When Anderson was 10 he did modeling for Calvin Klein, Ralph Lauren, and Macy’s. He has attended Yale, Trumbull, and Dalton School College. He struggled to find a job after his time at Yale University but then started to sell his homemade news segments to Channel One. He started to report from Burma, Cooper lived in Vietnam to study the Vietnamese language at Hanoi University.
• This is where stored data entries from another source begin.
//! Mask utilities
//!
//! A voxel is in-mask when the mask value is strictly positive. NaN mask
//! values are never in-mask.

use tracing::debug;

use crate::error::QcResult;
use crate::volume::Volume;

/// Values of `volume` that are present (not NaN) and inside `mask`
///
/// # Arguments
/// * `volume` - Source intensities, may contain NaN for missing voxels
/// * `mask` - Mask with the same dimensions as `volume`
///
/// # Returns
/// In-mask values in voxel (Fortran) order. Fails with `ShapeMismatch`
/// if the dimensions differ. The result may be empty.
pub fn extract_masked_values(volume: &Volume, mask: &Volume) -> QcResult<Vec<f64>> {
    volume.ensure_same_shape(mask)?;

    let values: Vec<f64> = volume
        .data()
        .iter()
        .zip(mask.data())
        .filter(|&(v, &m)| !v.is_nan() && m > 0.0)
        .map(|(&v, _)| v)
        .collect();

    debug!(selected = values.len(), total = volume.len(), "extracted masked values");
    Ok(values)
}

/// 0/1 mask from an arbitrary-valued one
///
/// Strictly positive voxels become 1.0; zero, negative and NaN voxels
/// become 0.0, so the result is safe to draw as an overlay.
pub fn binary_mask(mask: &Volume) -> Volume {
    mask.map(|m| if m > 0.0 { 1.0 } else { 0.0 })
}

#[cfg(test)]
mod tests {
    use super::*;
    use crate::error::QcError;

    #[test]
    fn test_full_mask_selects_everything() {
        let vol = Volume::filled((4, 3, 2), 1.0).unwrap();
        let mask = Volume::filled((4, 3, 2), 1.0).unwrap();
        let values = extract_masked_values(&vol, &mask).unwrap();
        assert_eq!(values.len(), 24);
        assert!(values.iter().all(|&v| v == 1.0));
    }

    #[test]
    fn test_zero_mask_selects_nothing() {
        let vol = Volume::filled((4, 3, 2), 1.0).unwrap();
        let mask = Volume::filled((4, 3, 2), 0.0).unwrap();
        assert!(extract_masked_values(&vol, &mask).unwrap().is_empty());
    }

    #[test]
    fn test_nan_and_nonpositive_mask_excluded() {
        let vol = Volume::new(vec![1.0, f64::NAN, 3.0, 4.0, 5.0, 6.0], (3, 2, 1)).unwrap();
        let mask = Volume::new(vec![1.0, 1.0, -1.0, 0.5, f64::NAN, 2.0], (3, 2, 1)).unwrap();
        let values = extract_masked_values(&vol, &mask).unwrap();
        assert_eq!(values, vec![1.0, 4.0, 6.0]);
    }

    #[test]
    fn test_binary_mask() {
        let mask = Volume::new(vec![0.2, 0.0, -3.0, f64::NAN, 7.0, 1.0], (3, 2, 1)).unwrap();
        let binary = binary_mask(&mask);
        assert_eq!(binary.dims(), (3, 2, 1));
        assert_eq!(binary.data(), &[1.0, 0.0, 0.0, 0.0, 1.0, 1.0]);

        // Selects exactly what the original mask selects
        let vol = Volume::from_fn((3, 2, 1), |i, j, _| (i + 3 * j) as f64).unwrap();
        assert_eq!(
            extract_masked_values(&vol, &binary).unwrap(),
            extract_masked_values(&vol, &mask).unwrap()
        );
    }

    #[test]
    fn test_shape_mismatch() {
        let vol = Volume::filled((4, 3, 2), 1.0).unwrap();
        let mask = Volume::filled((3, 4, 2), 1.0).unwrap();
        assert!(matches!(
            extract_masked_values(&vol, &mask),
            Err(QcError::ShapeMismatch { .. })
        ));
    }
}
He then started to share reports from Vietnam which aired on Channel One. He later on reported from different war zones such as Somalia, Rwanda, and Bosnia. In 1995, he became a correspondent for ABC News, and his fame started to grow, eventually letting him be a co-anchor of the show World News Now. Later on, he became a news anchor at CNN, he became CNN's weekend prime-time anchor. After that, he went on to pursue his own career in the news anchor business, so he created his own show called Anderson Cooper 360.
In 2005,
Cooper covered a number of important stories, including the tsunami damage in Sri Lanka; the Cedar Revolution in Beirut, Lebanon; the death of Pope John Paul II; and the royal wedding of Prince Charles and Camilla Parker Bowles. In August 2005, he covered the Niger famine from Maradi. Now, he works at CNN hosting a news program, and he is a symbol for journalists and correspondents all over the world, but frankly in New York City.